Scan the entries and tally the lines that include the string "step". Reply with the figure alone.
=== Data for processing ===
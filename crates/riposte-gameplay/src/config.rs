//! Tuning data supplied at construction.
//!
//! Every section derives `Deserialize` with `#[serde(default)]`, so a config
//! file only has to name the values it changes. Files are TOML or RON and
//! are validated after parsing.

use std::fs;
use std::path::Path;

use glam::Vec3;
use riposte_common::{ConfigError, ConfigResult, LayerMask};
use serde::de::DeserializeOwned;
use serde::{Deserialize, Serialize};
use tracing::info;

use crate::combat::AttackDefinition;
use crate::targeting::AcquisitionMode;

/// Configuration sections that can check their own values.
pub trait Validate {
    /// Reject values the state machines cannot run with.
    fn validate(&self) -> ConfigResult<()>;
}

fn require_non_negative(field: &str, value: f32) -> ConfigResult<()> {
    if value.is_finite() && value >= 0.0 {
        Ok(())
    } else {
        Err(ConfigError::invalid(field, format!("must be >= 0, got {value}")))
    }
}

fn require_positive(field: &str, value: f32) -> ConfigResult<()> {
    if value.is_finite() && value > 0.0 {
        Ok(())
    } else {
        Err(ConfigError::invalid(field, format!("must be > 0, got {value}")))
    }
}

// ============================================================================
// Combat
// ============================================================================

/// Melee combo tuning.
///
/// The attack chain is described by three parallel tables; entry `i` of
/// each belongs to combo step `i`.
#[derive(Debug, Clone, PartialEq, Serialize, Deserialize)]
#[serde(default)]
pub struct CombatConfig {
    /// Seconds into each attack when damage applies.
    pub hit_times: Vec<f32>,
    /// Seconds until each attack concludes.
    pub recover_times: Vec<f32>,
    /// Damage of each attack.
    pub damages: Vec<i32>,
    /// Maximum seconds between attack starts for a chain to continue.
    pub combo_reset_window: f32,
    /// Minimum seconds between starting fresh chains.
    pub attack_cooldown: f32,
    /// Radius of the hit sphere.
    pub attack_range: f32,
    /// Distance of the hit sphere center in front of the character.
    pub attack_reach: f32,
    /// Height of the hit sphere center.
    pub attack_height: f32,
    /// Layers the hit sphere can strike.
    pub hit_layers: LayerMask,
    /// Seconds to draw the weapon.
    pub draw_time: f32,
    /// Whether the weapon starts sheathed.
    pub starts_sheathed: bool,
    /// Seconds after an attack starts before the lunge begins.
    pub lunge_delay: f32,
    /// Seconds the lunge lasts.
    pub lunge_duration: f32,
    /// Distance covered by the lunge.
    pub lunge_distance: f32,
    /// Whether the last attack of the chain can be cancelled in recovery.
    pub finisher_cancelable: bool,
}

impl Default for CombatConfig {
    fn default() -> Self {
        Self {
            hit_times: vec![0.3, 0.2],
            recover_times: vec![0.5, 0.6],
            damages: vec![25, 30],
            combo_reset_window: 0.8,
            attack_cooldown: 0.5,
            attack_range: 1.5,
            attack_reach: 1.0,
            attack_height: 1.0,
            hit_layers: LayerMask::ENEMY,
            draw_time: 0.5,
            starts_sheathed: false,
            lunge_delay: 0.1,
            lunge_duration: 0.15,
            lunge_distance: 0.8,
            finisher_cancelable: false,
        }
    }
}

impl CombatConfig {
    /// Build the attack chain from the parallel tables.
    pub fn attacks(&self) -> ConfigResult<Vec<AttackDefinition>> {
        if self.hit_times.len() != self.recover_times.len()
            || self.hit_times.len() != self.damages.len()
        {
            return Err(ConfigError::AttackTableMismatch {
                hit_times: self.hit_times.len(),
                recover_times: self.recover_times.len(),
                damages: self.damages.len(),
            });
        }
        if self.hit_times.is_empty() {
            return Err(ConfigError::invalid("hit_times", "attack chain is empty"));
        }

        self.hit_times
            .iter()
            .zip(&self.recover_times)
            .zip(&self.damages)
            .enumerate()
            .map(|(i, ((&hit_time, &recover_time), &damage))| {
                require_non_negative(&format!("hit_times[{i}]"), hit_time)?;
                require_positive(&format!("recover_times[{i}]"), recover_time)?;
                if hit_time > recover_time {
                    return Err(ConfigError::invalid(
                        format!("hit_times[{i}]"),
                        format!("hit time {hit_time} is after recover time {recover_time}"),
                    ));
                }
                if damage < 0 {
                    return Err(ConfigError::invalid(
                        format!("damages[{i}]"),
                        "must be >= 0",
                    ));
                }
                Ok(AttackDefinition::new(hit_time, recover_time, damage))
            })
            .collect()
    }
}
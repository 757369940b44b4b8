//! Walking and dashing.
//!
//! Input is camera-relative while free and facing-relative (strafing) while
//! locked on. Facing follows movement only when no lock-on owns it.

use glam::{Quat, Vec2, Vec3};
use riposte_common::math::{
    flatten, forward, look_rotation, move_towards, right, turn_towards, DIRECTION_EPSILON,
};
use serde::{Deserialize, Serialize};

use crate::collaborators::{Locomotion, Pose};
use crate::config::MovementConfig;

/// Result of [`MovementController::try_dash`].
#[derive(Debug, Clone, Copy, PartialEq, Serialize, Deserialize)]
pub enum DashOutcome {
    /// Dash started along `direction`.
    Started {
        /// Horizontal unit direction.
        direction: Vec3,
    },
    /// A dash is already running.
    AlreadyDashing,
    /// Dash cooldown has not elapsed.
    OnCooldown {
        /// Seconds until the next dash.
        remaining: f32,
    },
}

/// Output of [`MovementController::tick`].
#[derive(Debug, Clone, Copy, Default, PartialEq)]
pub struct MovementTick {
    /// World displacement requested this tick.
    pub displacement: Vec3,
    /// New facing, when movement owns it.
    pub facing: Option<Quat>,
    /// Horizontal speed after this tick.
    pub speed: f32,
    /// The dash ended this tick.
    pub dash_finished: bool,
}

#[derive(Debug, Clone, Copy, PartialEq)]
struct Dash {
    direction: Vec3,
    remaining: f32,
}

/// Locomotion intent for the player character.
#[derive(Debug, Clone)]
pub struct MovementController {
    config: MovementConfig,
    move_direction: Vec3,
    velocity: Vec3,
    dash: Option<Dash>,
    dash_cooldown: f32,
}

impl MovementController {
    /// Create a controller at rest.
    #[must_use]
    pub fn new(config: MovementConfig) -> Self {
        Self {
            config,
            move_direction: Vec3::ZERO,
            velocity: Vec3::ZERO,
            dash: None,
            dash_cooldown: 0.0,
        }
    }

    /// Tuning in use.
    #[must_use]
    pub fn config(&self) -> &MovementConfig {
        &self.config
    }

    /// Desired horizontal direction (zero when idle).
    #[must_use]
    pub fn move_direction(&self) -> Vec3 {
        self.move_direction
    }

    /// Current walking velocity.
    #[must_use]
    pub fn velocity(&self) -> Vec3 {
        self.velocity
    }

    /// Whether a dash is running.
    #[must_use]
    pub fn is_dashing(&self) -> bool {
        self.dash.is_some()
    }

    /// Seconds until another dash is allowed.
    #[must_use]
    pub fn dash_cooldown_remaining(&self) -> f32 {
        self.dash_cooldown.max(0.0)
    }

    /// Set the stick input. `axis.y` is forward, `axis.x` is right, both
    /// relative to `basis` (the camera, or the character while strafing).
    pub fn set_move_input(&mut self, axis: Vec2, basis: Quat) {
        let fwd = flatten(forward(basis)).try_normalize().unwrap_or(Vec3::Z);
        let side = flatten(right(basis)).try_normalize().unwrap_or(Vec3::X);
        self.move_direction = (fwd * axis.y + side * axis.x)
            .try_normalize()
            .unwrap_or(Vec3::ZERO);
    }

    /// Stop walking immediately.
    pub fn halt(&mut self) {
        self.move_direction = Vec3::ZERO;
        self.velocity = Vec3::ZERO;
    }

    /// Start a dash along the move direction, or `facing` when standing still.
    pub fn try_dash(&mut self, facing: Vec3) -> DashOutcome {
        if self.dash.is_some() {
            return DashOutcome::AlreadyDashing;
        }
        if self.dash_cooldown > 0.0 {
            return DashOutcome::OnCooldown {
                remaining: self.dash_cooldown,
            };
        }

        let direction = if self.move_direction.length_squared() > 0.1 {
            self.move_direction
        } else {
            flatten(facing).try_normalize().unwrap_or(Vec3::Z)
        };
        self.dash = Some(Dash {
            direction,
            remaining: self.config.dash_duration,
        });
        self.dash_cooldown = self.config.dash_cooldown;
        DashOutcome::Started { direction }
    }

    /// Advance by `dt`. `strafing` leaves facing to the lock-on controller.
    pub fn tick(
        &mut self,
        dt: f32,
        pose: &Pose,
        strafing: bool,
        locomotion: Option<&mut dyn Locomotion>,
    ) -> MovementTick {
        let dt = dt.max(0.0);
        let mut out = MovementTick::default();
        self.dash_cooldown = (self.dash_cooldown - dt).max(0.0);

        if let Some(mut dash) = self.dash {
            let step = dt.min(dash.remaining);
            dash.remaining -= step;
            out.displacement = dash.direction * self.config.dash_speed * step;
            out.speed = if step > 0.0 { self.config.dash_speed } else { 0.0 };
            if dash.remaining <= 0.0 {
                self.dash = None;
                out.dash_finished = true;
            } else {
                self.dash = Some(dash);
            }
        } else {
            let target = self.move_direction * self.config.move_speed;
            let rate = if target.length_squared() > DIRECTION_EPSILON {
                self.config.acceleration
            } else {
                self.config.deceleration
            };
            self.velocity = move_towards(self.velocity, target, rate * dt);
            out.displacement = self.velocity * dt;
            out.speed = self.velocity.length();
        }

        if !strafing {
            out.facing = look_rotation(self.move_direction)
                .map(|desired| turn_towards(pose.rotation, desired, self.config.rotation_speed, dt));
        }

        if let Some(locomotion) = locomotion {
            if out.displacement.length_squared() > 0.0 {
                locomotion.request_displacement(out.displacement, dt);
            }
            if let Some(facing) = out.facing {
                if dt > 0.0 {
                    locomotion.set_facing(facing);
                }
            }
        }

        out
    }
}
===
- [Task solution] 5